Das überschätzte Glück der Ersten

von Erwin Grosche

Erwin Grosche - Foto © Frank Becker
Das überschätzte Glück der Ersten
 
Am Kilianplatz ist eine Sammelstelle, in der man Leergut entsorgen kann. Kürzlich wurde ich Zeuge, wie diese Container vom Glas befreit wurden, damit sie wieder zum Segen der Umwelt genutzt werden können. Es ist ein erhebenes Gefühl, wenn der ASP-Lkw seinen Kranaufsatz zum Schwingen bringt, um die gesammelten Erinnerungen auf der Ladefläche zum Klirren zu bringen. Wie viele leere Sektflaschen von rauschenden Feiern stammen werden, wie viele ausgekratzte Marmeladengläser von einem schönen Sonntagmorgen erzählen könnten. Allein das Zerschellen des zersplitternden Glases hat was Befreiendes und verlacht unsere Sorgen um all das Geschirr, das wir immer versuchen heile vom Tisch bis zur Spüle zu bekommen.
Ich war nicht der einzige, der diesen Einsatz genoß, auch eine Frau stand vor dem Haarstudio und schaute der Entsorgung zu. Als der Lkw den Altglasbehälter wieder abgestellt hatte, ging sie zu der Sammelstelle, bekreuzigte sich und warf drei leere Weinflaschen in den Container. „Nun bin ich mal die Erste“, flüsterte sie. Ich nickte, war aber auch besorgt.
Ich kannte mal einen Forscher, der eine neue Glühwürmchenart entdeckt hatte, und niemandem davon erzählte. Er sagte: „Jeden Tag sieht man alles zum ersten Mal. Unser Nichtwissen ist unsere größte Gabe.“ Wer sich als Erster fühlt, ist zu bedauern.
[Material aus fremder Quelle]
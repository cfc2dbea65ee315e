//! Environment-driven defaults for the login flow.
//!
//! Resolution order everywhere is CLI flag > environment variable > the
//! defaults below. Malformed numeric values fall back to the default rather
//! than failing the command.

use std::time::Duration;

pub const MEMORI_AUTH_BASE_ENV_VAR: &str = "MEMORI_AUTH_BASE";
/// Legacy fallback for [`MEMORI_AUTH_BASE_ENV_VAR`].
pub const MEMORI_API_URL_BASE_ENV_VAR: &str = "MEMORI_API_URL_BASE";
pub const MEMORI_LOGIN_URL_ENV_VAR: &str = "MEMORI_LOGIN_URL";
pub const MEMORI_LOGIN_NEXT_URL_ENV_VAR: &str = "MEMORI_LOGIN_NEXT_URL";
pub const MEMORI_LOGIN_PORT_ENV_VAR: &str = "MEMORI_LOGIN_PORT";
pub const MEMORI_LOGIN_WAIT_TIMEOUT_ENV_VAR: &str = "MEMORI_LOGIN_WAIT_TIMEOUT";
pub const MEMORI_LOGIN_DEADLINE_ENV_VAR: &str = "MEMORI_LOGIN_DEADLINE";

pub const DEFAULT_AUTH_BASE: &str = "https://api.memorilabs.ai";
pub const DEFAULT_LOGIN_URL: &str = "https://memorilabs.ai/login";
pub const DEFAULT_NEXT_URL: &str = "/home";
pub const DEFAULT_CALLBACK_PORT: u16 = 54321;
/// Server-side budget of a single `wait` long-poll.
pub const DEFAULT_WAIT_TIMEOUT: Duration = Duration::from_secs(40);
/// Wall-clock bound on one whole login attempt.
pub const DEFAULT_LOGIN_DEADLINE: Duration = Duration::from_secs(900);

/// Login settings as resolved from the environment.
#[derive(Clone, Debug, PartialEq, Eq)]
pub struct LoginDefaults {
    pub auth_base: String,
    pub login_url: String,
    pub next_url: String,
    pub port: u16,
    pub wait_timeout: Duration,
    pub deadline: Duration,
}

impl LoginDefaults {
    pub fn from_env() -> Self {
        Self {
            auth_base: env_string(MEMORI_AUTH_BASE_ENV_VAR)
                .or_else(|| env_string(MEMORI_API_URL_BASE_ENV_VAR))
                .unwrap_or_else(|| DEFAULT_AUTH_BASE.to_string()),
            login_url: env_string(MEMORI_LOGIN_URL_ENV_VAR)
                .unwrap_or_else(|| DEFAULT_LOGIN_URL.to_string()),
            next_url: env_string(MEMORI_LOGIN_NEXT_URL_ENV_VAR)
                .unwrap_or_else(|| DEFAULT_NEXT_URL.to_string()),
            port: parse_port(env_string(MEMORI_LOGIN_PORT_ENV_VAR), DEFAULT_CALLBACK_PORT),
            wait_timeout: parse_secs(
                env_string(MEMORI_LOGIN_WAIT_TIMEOUT_ENV_VAR),
                DEFAULT_WAIT_TIMEOUT,
            ),
            deadline: parse_secs(
                env_string(MEMORI_LOGIN_DEADLINE_ENV_VAR),
                DEFAULT_LOGIN_DEADLINE,
            ),
        }
    }
}

/// Non-empty environment string, or None.
pub(crate) fn env_string(name: &str) -> Option<String> {
    match std::env::var(name) {
        Ok(value) if !value.is_empty() => Some(value),
        _ => None,
    }
}

fn parse_port(value: Option<String>, default: u16) -> u16 {
    value
        .and_then(|raw| raw.trim().parse::<u16>().ok())
        .unwrap_or(default)
}

fn parse_secs(value: Option<String>, default: Duration) -> Duration {
    value
        .and_then(|raw| raw.trim().parse::<u64>().ok())
        .map(Duration::from_secs)
        .unwrap_or(default)
}
//! Credential resolution for the memori CLI and SDK.
//!
//! Exactly one source supplies the API key per read, picked by a fixed
//! precedence: an in-process override, then the `MEMORI_API_KEY` environment
//! variable, then the OS keychain. Sources are never merged and a
//! lower-priority source is not consulted once a higher one matches.

use std::fmt;
use std::sync::Arc;

use memori_keyring_store::ACCOUNT_EMAIL_ACCOUNT;
use memori_keyring_store::API_KEY_ACCOUNT;
use memori_keyring_store::KeyringSecretStore;
use memori_keyring_store::SecretStore;
use memori_keyring_store::SecretStoreError;
use tracing::warn;

/// Environment variable carrying an explicit API key override.
pub const MEMORI_API_KEY_ENV_VAR: &str = "MEMORI_API_KEY";

/// When set to `1`, the OS keychain is never consulted on reads.
pub const MEMORI_DISABLE_KEYRING_ENV_VAR: &str = "MEMORI_DISABLE_KEYRING";

#[derive(Clone, Copy, Debug, PartialEq, Eq)]
pub enum CredentialSource {
    /// Set programmatically for the current process, e.g. in tests or CI.
    Override,
    /// `MEMORI_API_KEY` from the environment.
    Env,
    /// The entry stored in the OS keychain.
    Keyring,
}

impl CredentialSource {
    pub fn describe(self) -> &'static str {
        match self {
            CredentialSource::Override => "an in-process override",
            CredentialSource::Env => "MEMORI_API_KEY from your environment",
            CredentialSource::Keyring => "credentials stored in your system keychain",
        }
    }
}

#[derive(Clone)]
pub struct ResolvedCredential {
    pub api_key: String,
    pub source: CredentialSource,
}

impl fmt::Debug for ResolvedCredential {
    fn fmt(&self, f: &mut fmt::Formatter<'_>) -> fmt::Result {
        f.debug_struct("ResolvedCredential")
            .field("api_key", &"***")
            .field("source", &self.source)
            .finish()
    }
}

#[derive(Clone, Debug, PartialEq, Eq)]
pub enum AuthStatus {
    Authenticated {
        email: Option<String>,
        source: CredentialSource,
    },
    NotAuthenticated,
}

/// Handle over the credential sources. Constructed once per process and
/// passed to whatever needs credentials; there is no ambient singleton.
#[derive(Clone, Debug)]
pub struct CredentialStore {
    secrets: Arc<dyn SecretStore>,
    override_api_key: Option<String>,
}

impl Default for CredentialStore {
    fn default() -> Self {
        Self::new()
    }
}

impl CredentialStore {
    pub fn new() -> Self {
        Self::with_secret_store(Arc::new(KeyringSecretStore))
    }

    pub fn with_secret_store(secrets: Arc<dyn SecretStore>) -> Self {
        Self {
            secrets,
            override_api_key: None,
        }
    }

    /// Pins the API key for this process, ahead of every other source.
    pub fn with_override(mut self, api_key: impl Into<String>) -> Self {
        let api_key = api_key.into();
        self.override_api_key = (!api_key.is_empty()).then_some(api_key);
        self
    }

    /// Resolves the active API key, if any. Keychain read failures degrade
    /// to "no credential": an unreadable keychain must not break read-only
    /// callers.
    pub fn resolve(&self) -> Option<ResolvedCredential> {
        resolve_credential(
            self.secrets.as_ref(),
            self.override_api_key.as_deref(),
            env_api_key().as_deref(),
            keyring_disabled(),
        )
    }

    /// Display email from the keychain. None when the keychain is disabled,
    /// unavailable, or has no entry.
    pub fn account_email(&self) -> Option<String> {
        if keyring_disabled() {
            return None;
        }
        match self.secrets.load(ACCOUNT_EMAIL_ACCOUNT) {
            Ok(email) => email,
            Err(error) => {
                warn!("failed to read account email from keychain: {error}");
                None
            }
        }
    }

    /// Persists the issued credential. The email entry is best-effort once
    /// the key itself is stored.
    pub fn save(&self, api_key: &str, email: Option<&str>) -> Result<(), SecretStoreError> {
        self.secrets.save(API_KEY_ACCOUNT, api_key)?;
        if let Some(email) = email
            && let Err(error) = self.secrets.save(ACCOUNT_EMAIL_ACCOUNT, email)
        {
            warn!("failed to store account email in keychain: {error}");
        }
        Ok(())
    }

    /// Removes the keychain entries. Returns whether an API key entry
    /// existed. Absence is not an error, and an active `MEMORI_API_KEY`
    /// override is left intact: callers are expected to tell the user.
    pub fn logout(&self) -> Result<bool, SecretStoreError> {
        let removed = self.secrets.delete(API_KEY_ACCOUNT)?;
        if let Err(error) = self.secrets.delete(ACCOUNT_EMAIL_ACCOUNT) {
            warn!("failed to remove account email from keychain: {error}");
        }
        Ok(removed)
    }

    /// Whether `MEMORI_API_KEY` is currently set (non-empty).
    pub fn env_override_active() -> bool {
        env_api_key().is_some()
    }

    pub fn status(&self) -> AuthStatus {
        match self.resolve() {
            Some(ResolvedCredential { source, .. }) => AuthStatus::Authenticated {
                email: self.account_email(),
                source,
            },
            None => AuthStatus::NotAuthenticated,
        }
    }
}

fn resolve_credential(
    secrets: &dyn SecretStore,
    override_key: Option<&str>,
    env_key: Option<&str>,
    keyring_disabled: bool,
) -> Option<ResolvedCredential> {
    if let Some(api_key) = override_key {
        return Some(ResolvedCredential {
            api_key: api_key.to_string(),
            source: CredentialSource::Override,
        });
    }

    if let Some(api_key) = env_key {
        return Some(ResolvedCredential {
            api_key: api_key.to_string(),
            source: CredentialSource::Env,
        });
    }

    if keyring_disabled {
        return None;
    }

    match secrets.load(API_KEY_ACCOUNT) {
        Ok(Some(api_key)) if !api_key.is_empty() => Some(ResolvedCredential {
            api_key,
            source: CredentialSource::Keyring,
        }),
        Ok(_) => None,
        Err(error) => {
            warn!("failed to read API key from keychain: {error}");
            None
        }
    }
}

fn env_api_key() -> Option<String> {
    crate::config::env_string(MEMORI_API_KEY_ENV_VAR)
}

fn keyring_disabled() -> bool {
    std::env::var(MEMORI_DISABLE_KEYRING_ENV_VAR).as_deref() == Ok("1")
}
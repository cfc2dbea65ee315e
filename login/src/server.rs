//! Loopback correlator: an ephemeral localhost listener whose only job is to
//! let the browser page and the CLI agree on which token flow is in flight.
//!
//! The listener never sees a secret. It serves two endpoints for the lifetime
//! of one login attempt: `/health` for readiness probes, and `/` which
//! answers `503 pending` until the orchestrator publishes the flow id and
//! `200 <flow_id>` afterwards. The browser page calls from a different
//! origin, so every response carries `Access-Control-Allow-Origin: *`.

use std::sync::Arc;
use std::sync::OnceLock;
use std::thread;
use std::thread::JoinHandle;

use tiny_http::Header;
use tiny_http::Request;
use tiny_http::Response;
use tiny_http::Server;
use tracing::debug;
use tracing::trace;

use crate::LoginError;

pub struct FlowCorrelator {
    actual_port: u16,
    flow_id: Arc<OnceLock<String>>,
    server: Arc<Server>,
    listener: Option<JoinHandle<()>>,
}

impl FlowCorrelator {
    /// Binds `127.0.0.1:preferred_port`, falling back to an OS-assigned
    /// ephemeral port when the preferred one is taken. Never binds a
    /// wildcard address.
    pub fn bind(preferred_port: u16) -> Result<Self, LoginError> {
        let server = match Server::http(("127.0.0.1", preferred_port)) {
            Ok(server) => server,
            Err(_) if preferred_port != 0 => Server::http(("127.0.0.1", 0))
                .map_err(|error| LoginError::PortError {
                    message: error.to_string(),
                })?,
            Err(error) => {
                return Err(LoginError::PortError {
                    message: error.to_string(),
                });
            }
        };

        let actual_port = match server.server_addr().to_ip() {
            Some(addr) => addr.port(),
            None => {
                return Err(LoginError::PortError {
                    message: "unable to determine the listener port".to_string(),
                });
            }
        };

        let server = Arc::new(server);
        let flow_id: Arc<OnceLock<String>> = Arc::new(OnceLock::new());

        let listener = {
            let server = server.clone();
            let flow_id = flow_id.clone();
            thread::spawn(move || {
                while let Ok(request) = server.recv() {
                    respond(request, &flow_id);
                }
            })
        };

        debug!("loopback correlator listening on 127.0.0.1:{actual_port}");
        Ok(Self {
            actual_port,
            flow_id,
            server,
            listener: Some(listener),
        })
    }

    pub fn actual_port(&self) -> u16 {
        self.actual_port
    }

    pub fn health_url(&self) -> String {
        format!("http://127.0.0.1:{}/health", self.actual_port)
    }

    /// Publishes the flow id to inbound browser requests. Set-once: the
    /// orchestrator is the only writer, and a second publish is a no-op.
    pub fn publish_flow_id(&self, flow_id: &str) {
        if self.flow_id.set(flow_id.to_string()).is_err() {
            debug!("flow id already published, ignoring");
        }
    }

    /// Unbinds the listener. Idempotent; also runs on drop so every exit
    /// path of a login attempt releases the socket.
    pub fn shutdown(&self) {
        self.server.unblock();
    }
}

impl Drop for FlowCorrelator {
    fn drop(&mut self) {
        self.shutdown();
        if let Some(listener) = self.listener.take() {
            let _ = listener.join();
        }
    }
}

fn respond(request: Request, flow_id: &OnceLock<String>) {
    let path = request.url().split('?').next().unwrap_or("/").to_string();
    trace!("loopback request: {path}");

    let (status, body) = match path.as_str() {
        "/health" => (200, "ok".to_string()),
        "/" => match flow_id.get() {
            Some(id) => (200, id.clone()),
            None => (503, "pending".to_string()),
        },
        _ => (404, "not found".to_string()),
    };

    let mut response = Response::from_string(body).with_status_code(status);
    for (name, value) in [
        ("Access-Control-Allow-Origin", "*"),
        ("Content-Type", "text/plain; charset=utf-8"),
    ] {
        if let Ok(header) = Header::from_bytes(name.as_bytes(), value.as_bytes()) {
            response = response.with_header(header);
        }
    }

    if let Err(error) = request.respond(response) {
        trace!("failed to answer loopback request: {error}");
    }
}
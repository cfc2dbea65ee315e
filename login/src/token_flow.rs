//! REST client for the account service's token-flow endpoints.
//!
//! `create` registers one login attempt and returns the correlation id plus
//! the wait secret; `wait` is a server-side long-poll that releases the API
//! key only once the backend has activated the flow. The secret therefore
//! never travels through the browser or the loopback listener.

use std::fmt;
use std::time::Duration;

use reqwest::StatusCode;
use serde::Deserialize;
use serde::Serialize;
use tracing::debug;

use crate::LoginError;

/// Extra client-side allowance on top of the server's advertised wait
/// budget, so the HTTP timeout never races a well-behaved server.
const WAIT_HTTP_MARGIN: Duration = Duration::from_secs(5);

const CREATE_TIMEOUT: Duration = Duration::from_secs(10);

/// One in-flight authentication attempt, as issued by `create`.
#[derive(Clone)]
pub struct TokenFlow {
    pub flow_id: String,
    pub wait_secret: Option<String>,
    pub web_url: Option<String>,
    pub code: Option<String>,
}

impl fmt::Debug for TokenFlow {
    fn fmt(&self, f: &mut fmt::Formatter<'_>) -> fmt::Result {
        f.debug_struct("TokenFlow")
            .field("flow_id", &self.flow_id)
            .field("wait_secret", &self.wait_secret.as_ref().map(|_| "***"))
            .field("web_url", &self.web_url)
            .field("code", &self.code)
            .finish()
    }
}

/// Credential fields released by the backend once a flow is activated.
#[derive(Clone)]
pub struct IssuedCredential {
    pub api_key: String,
    pub email: Option<String>,
}

impl fmt::Debug for IssuedCredential {
    fn fmt(&self, f: &mut fmt::Formatter<'_>) -> fmt::Result {
        f.debug_struct("IssuedCredential")
            .field("api_key", &"***")
            .field("email", &self.email)
            .finish()
    }
}

#[derive(Debug)]
pub enum WaitOutcome {
    Activated(IssuedCredential),
    /// The server-side wait budget elapsed before activation. Not an error:
    /// the caller simply polls again.
    Pending,
}

#[derive(Serialize)]
struct CreateFlowRequest<'a> {
    localhost_port: u16,
    #[serde(skip_serializing_if = "Option::is_none")]
    next_url: Option<&'a str>,
    #[serde(skip_serializing_if = "Option::is_none")]
    utm_source: Option<&'a str>,
}

#[derive(Deserialize)]
struct CreateFlowResponse {
    #[serde(alias = "flow_id")]
    token_flow_id: Option<String>,
    wait_secret: Option<String>,
    web_url: Option<String>,
    code: Option<String>,
}

#[derive(Serialize)]
struct WaitRequest<'a> {
    token_flow_id: &'a str,
    #[serde(skip_serializing_if = "Option::is_none")]
    wait_secret: Option<&'a str>,
    timeout: u64,
}

#[derive(Deserialize)]
struct WaitResponse {
    #[serde(default)]
    timeout: bool,
    #[serde(alias = "token", alias = "token_secret")]
    api_key: Option<String>,
    email: Option<String>,
}

pub struct TokenFlowClient {
    base_url: String,
    http: reqwest::Client,
}

impl TokenFlowClient {
    pub fn new(base_url: &str) -> Self {
        Self {
            base_url: base_url.trim_end_matches('/').to_string(),
            http: reqwest::Client::new(),
        }
    }

    /// Registers a new token flow for the given loopback port.
    pub async fn create(
        &self,
        localhost_port: u16,
        next_url: Option<&str>,
        utm_source: Option<&str>,
    ) -> Result<TokenFlow, LoginError> {
        let url = format!("{}/v1/token-flow/create", self.base_url);
        let response = self
            .http
            .post(url)
            .json(&CreateFlowRequest {
                localhost_port,
                next_url,
                utm_source,
            })
            .timeout(CREATE_TIMEOUT)
            .send()
            .await
            .map_err(service_unavailable)?;

        let status = response.status();
        if status.is_server_error() {
            return Err(LoginError::ServiceUnavailable {
                message: format!("token flow create returned status {status}"),
            });
        }
        if !status.is_success() {
            return Err(LoginError::InvalidRequest {
                message: format!("token flow create returned status {status}"),
            });
        }

        let body: CreateFlowResponse = response.json().await.map_err(service_unavailable)?;
        let flow_id = match body.token_flow_id {
            Some(id) if !id.is_empty() => id,
            _ => {
                return Err(LoginError::InvalidRequest {
                    message: "token flow create did not return a flow id".to_string(),
                });
            }
        };

        debug!("created token flow {flow_id}");
        Ok(TokenFlow {
            flow_id,
            wait_secret: body.wait_secret,
            web_url: body.web_url,
            code: body.code,
        })
    }

    /// Long-polls the flow once, blocking server-side for up to `timeout`.
    pub async fn wait(
        &self,
        flow_id: &str,
        wait_secret: Option<&str>,
        timeout: Duration,
    ) -> Result<WaitOutcome, LoginError> {
        let url = format!("{}/v1/token-flow/wait", self.base_url);
        let response = self
            .http
            .post(url)
            .json(&WaitRequest {
                token_flow_id: flow_id,
                wait_secret,
                timeout: timeout.as_secs(),
            })
            .timeout(timeout + WAIT_HTTP_MARGIN)
            .send()
            .await
            .map_err(service_unavailable)?;

        let status = response.status();
        match status {
            StatusCode::UNAUTHORIZED | StatusCode::FORBIDDEN => {
                return Err(LoginError::Unauthorized);
            }
            StatusCode::NOT_FOUND | StatusCode::GONE => return Err(LoginError::FlowExpired),
            status if status.is_server_error() => {
                return Err(LoginError::ServiceUnavailable {
                    message: format!("token flow wait returned status {status}"),
                });
            }
            status if !status.is_success() => {
                return Err(LoginError::InvalidRequest {
                    message: format!("token flow wait returned status {status}"),
                });
            }
            _ => {}
        }

        let body: WaitResponse = response.json().await.map_err(service_unavailable)?;
        if body.timeout {
            return Ok(WaitOutcome::Pending);
        }

        match body.api_key {
            Some(api_key) if !api_key.is_empty() => Ok(WaitOutcome::Activated(IssuedCredential {
                api_key,
                email: body.email,
            })),
            _ => Err(LoginError::ServiceUnavailable {
                message: "flow activation did not include an API key".to_string(),
            }),
        }
    }
}

fn service_unavailable(error: reqwest::Error) -> LoginError {
    LoginError::ServiceUnavailable {
        message: error.to_string(),
    }
}
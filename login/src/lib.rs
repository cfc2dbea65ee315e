//! Browser-based login for the memori CLI.
//!
//! One login attempt is a correlated handshake between four parties: this
//! process, an ephemeral loopback listener, the user's browser, and the
//! remote account service. The flow is create → open browser → long-poll
//! `wait` until the backend reports activation, bounded by a single
//! wall-clock deadline. The API key appears only in the authenticated
//! `wait` response, never in anything the browser sends us.

mod server;
mod token_flow;
mod urls;

use std::time::Duration;

use memori_core::CredentialStore;
use memori_core::config::LoginDefaults;
use thiserror::Error;
use tokio::time::Instant;
use tracing::debug;
use tracing::warn;

pub use server::FlowCorrelator;
pub use token_flow::IssuedCredential;
pub use token_flow::TokenFlow;
pub use token_flow::TokenFlowClient;
pub use token_flow::WaitOutcome;
pub use urls::CLI_SOURCE;
pub use urls::build_login_url;

#[derive(Debug, Error)]
pub enum LoginError {
    /// No loopback port could be bound. Fatal for this attempt.
    #[error("could not start the local login listener: {message}")]
    PortError { message: String },

    /// The account service could not be reached or answered 5xx.
    #[error("the account service is unavailable: {message}")]
    ServiceUnavailable { message: String },

    /// The account service rejected the request outright.
    #[error("the account service rejected the request: {message}")]
    InvalidRequest { message: String },

    /// The service no longer recognizes this flow; the user must restart.
    #[error("this login attempt has expired; run `memori login` again")]
    FlowExpired,

    /// The wait secret was rejected; the user must restart.
    #[error("the account service rejected this login attempt; run `memori login` again")]
    Unauthorized,

    /// No activation within the attempt deadline. Recoverable by retrying.
    #[error("timed out waiting for the browser sign-in to complete")]
    TimedOut,

    /// The credential was issued but could not be persisted.
    #[error("could not store the credential in your system keychain: {message}")]
    StoreUnavailable { message: String },
}

#[derive(Clone, Debug)]
pub struct LoginOptions {
    pub auth_base: String,
    pub login_url: String,
    pub next_url: String,
    pub preferred_port: u16,
    /// Server-side budget of each individual `wait` long-poll.
    pub wait_timeout: Duration,
    /// Wall-clock bound on the whole attempt.
    pub deadline: Duration,
    pub open_browser: bool,
}

impl LoginOptions {
    pub fn from_defaults(defaults: &LoginDefaults) -> Self {
        Self {
            auth_base: defaults.auth_base.clone(),
            login_url: defaults.login_url.clone(),
            next_url: defaults.next_url.clone(),
            preferred_port: defaults.port,
            wait_timeout: defaults.wait_timeout,
            deadline: defaults.deadline,
            open_browser: true,
        }
    }
}

/// Terminal success of a login attempt. `store_error` is set when the
/// credential was issued but the keychain write failed; callers must
/// surface that warning rather than drop it.
#[derive(Debug)]
pub struct LoginSuccess {
    pub email: Option<String>,
    pub store_error: Option<LoginError>,
}

/// Runs one complete login attempt. The loopback listener is released on
/// every exit path, including cancellation of this future.
pub async fn run_login_flow(
    opts: LoginOptions,
    store: CredentialStore,
) -> Result<LoginSuccess, LoginError> {
    let correlator = FlowCorrelator::bind(opts.preferred_port)?;
    if correlator.actual_port() != opts.preferred_port && opts.preferred_port != 0 {
        eprintln!(
            "Port {} was unavailable. Using port {}.",
            opts.preferred_port,
            correlator.actual_port()
        );
    }

    let result = drive_flow(&opts, &store, &correlator).await;
    correlator.shutdown();
    result
}

async fn drive_flow(
    opts: &LoginOptions,
    store: &CredentialStore,
    correlator: &FlowCorrelator,
) -> Result<LoginSuccess, LoginError> {
    confirm_listening(correlator).await?;

    let client = TokenFlowClient::new(&opts.auth_base);
    let flow = client
        .create(
            correlator.actual_port(),
            Some(&opts.next_url),
            Some(CLI_SOURCE),
        )
        .await?;

    // The browser page queries the loopback endpoint as soon as it loads,
    // so the id must be visible before the browser is pointed anywhere.
    correlator.publish_flow_id(&flow.flow_id);

    let login_url = match &flow.web_url {
        Some(url) => url.clone(),
        None => build_login_url(&opts.login_url, &flow.flow_id, flow.code.as_deref())?,
    };

    present_login_url(&login_url, flow.code.as_deref(), opts.open_browser);

    let IssuedCredential { api_key, email } = poll_until_activated(&client, &flow, opts).await?;

    let store_error = match store.save(&api_key, email.as_deref()) {
        Ok(()) => None,
        Err(error) => {
            warn!("keychain write failed after activation: {error}");
            Some(LoginError::StoreUnavailable {
                message: error.message(),
            })
        }
    };

    let email = email.or_else(|| store.account_email());
    Ok(LoginSuccess { email, store_error })
}

/// The browser must never be opened before the listener answers its health
/// probe, or the page could query a dead endpoint.
async fn confirm_listening(correlator: &FlowCorrelator) -> Result<(), LoginError> {
    let response = reqwest::get(correlator.health_url())
        .await
        .map_err(|error| LoginError::PortError {
            message: format!("loopback health check failed: {error}"),
        })?;
    if !response.status().is_success() {
        return Err(LoginError::PortError {
            message: format!("loopback health check returned status {}", response.status()),
        });
    }
    Ok(())
}

fn present_login_url(login_url: &str, code: Option<&str>, open_browser: bool) {
    if open_browser && webbrowser::open(login_url).is_ok() {
        eprintln!(
            "The web browser should have opened for you to authenticate.\n\
             If it didn't, copy this URL into your web browser manually:\n"
        );
    } else {
        eprintln!(
            "Was not able to launch a web browser.\n\
             Please go to this URL manually and complete the flow:\n"
        );
    }
    eprintln!("{login_url}\n");
    if let Some(code) = code {
        eprintln!("Enter this code when asked: {code}\n");
    }
}

/// Deadline-bounded poll loop. Each `wait` call long-polls server-side, so
/// the remote call itself is the throttle: a `Pending` answer re-issues the
/// call immediately. The deadline also cancels an in-flight poll, and an
/// activation that lands after expiry is discarded.
async fn poll_until_activated(
    client: &TokenFlowClient,
    flow: &TokenFlow,
    opts: &LoginOptions,
) -> Result<IssuedCredential, LoginError> {
    let deadline = Instant::now() + opts.deadline;

    loop {
        let wait = client.wait(&flow.flow_id, flow.wait_secret.as_deref(), opts.wait_timeout);
        match tokio::time::timeout_at(deadline, wait).await {
            Err(_) => return Err(LoginError::TimedOut),
            Ok(Ok(WaitOutcome::Activated(issued))) => return Ok(issued),
            Ok(Ok(WaitOutcome::Pending)) => {
                if Instant::now() >= deadline {
                    return Err(LoginError::TimedOut);
                }
                debug!("token flow {} still pending", flow.flow_id);
            }
            Ok(Err(error)) => return Err(error),
        }
    }
}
Es ist so einsam auf dem Gipfel. Erst die Nachfolgenden kommen in den Genuß von Wegweisern und Imbißbuden. Ich hatte jetzt mal die Idee, eine Kasse im angeschlossenen Getränkemarkt zu nutzen, weil sie im Hauptgebäude von zu vielen in Anspruch genommen wurde. Ich sprach sogar mit dem Expedienten, weil ein Erster gütig sein muß und ein Herz haben sollte für andere, die ihn seinen Platz erobern ließen. Ich habe einen Freund, der achtet immer darauf als Erster die Tageszeitung lesen zu können. Der steht morgens früh auf, um die neuesten Nachrichten vor allen anderen aufsaugen zu können. „Auch der frisch gefallene Schnee wird durch die Schritte der Ersten entstellt. Die Wahrheit erschließt sich uns nur unberührt“, vertraute er mir an. Ich küßte mal als erster eine Frau, kurz bevor sie mich küssen wollte. Das sind natürlich Triumphe. Später wußten wir nicht mehr was wir tun sollten. Wie war es, als Gott die Welt erschuf und alle vor deren Fertigstellung vor der Tür standen? „Dürfen wir schon rein?“, fragten alle. „Natürlich“, antwortete Gott. „Nehmt Euch schon mal ein Glas und füllt es mit Wein. Seid nur vorsichtig, daß nichts zerbricht. Der Tisch wackelt noch.“
Das Glück der Genügsamen ist riesengroß und wie bedauernswert sind die Reichen, die es nicht wagen in den Tag hinein zu leben. Wie heißt es bei Lukas, 6,24: „Weh euch ihr Reichen! Denn ihr habt euren Trost schon gehabt. Weh euch, die ihr jetzt satt seid! Denn ihr werdet hungern. Weh euch, die ihr jetzt lacht! Denn ihr werdet weinen und klagen.“ Nun ja, gestern hatte ich kein Geld,  um meinem Schatz was Schönes zu kaufen, aber eigentlich brauchen wir nichts. Wir haben alles.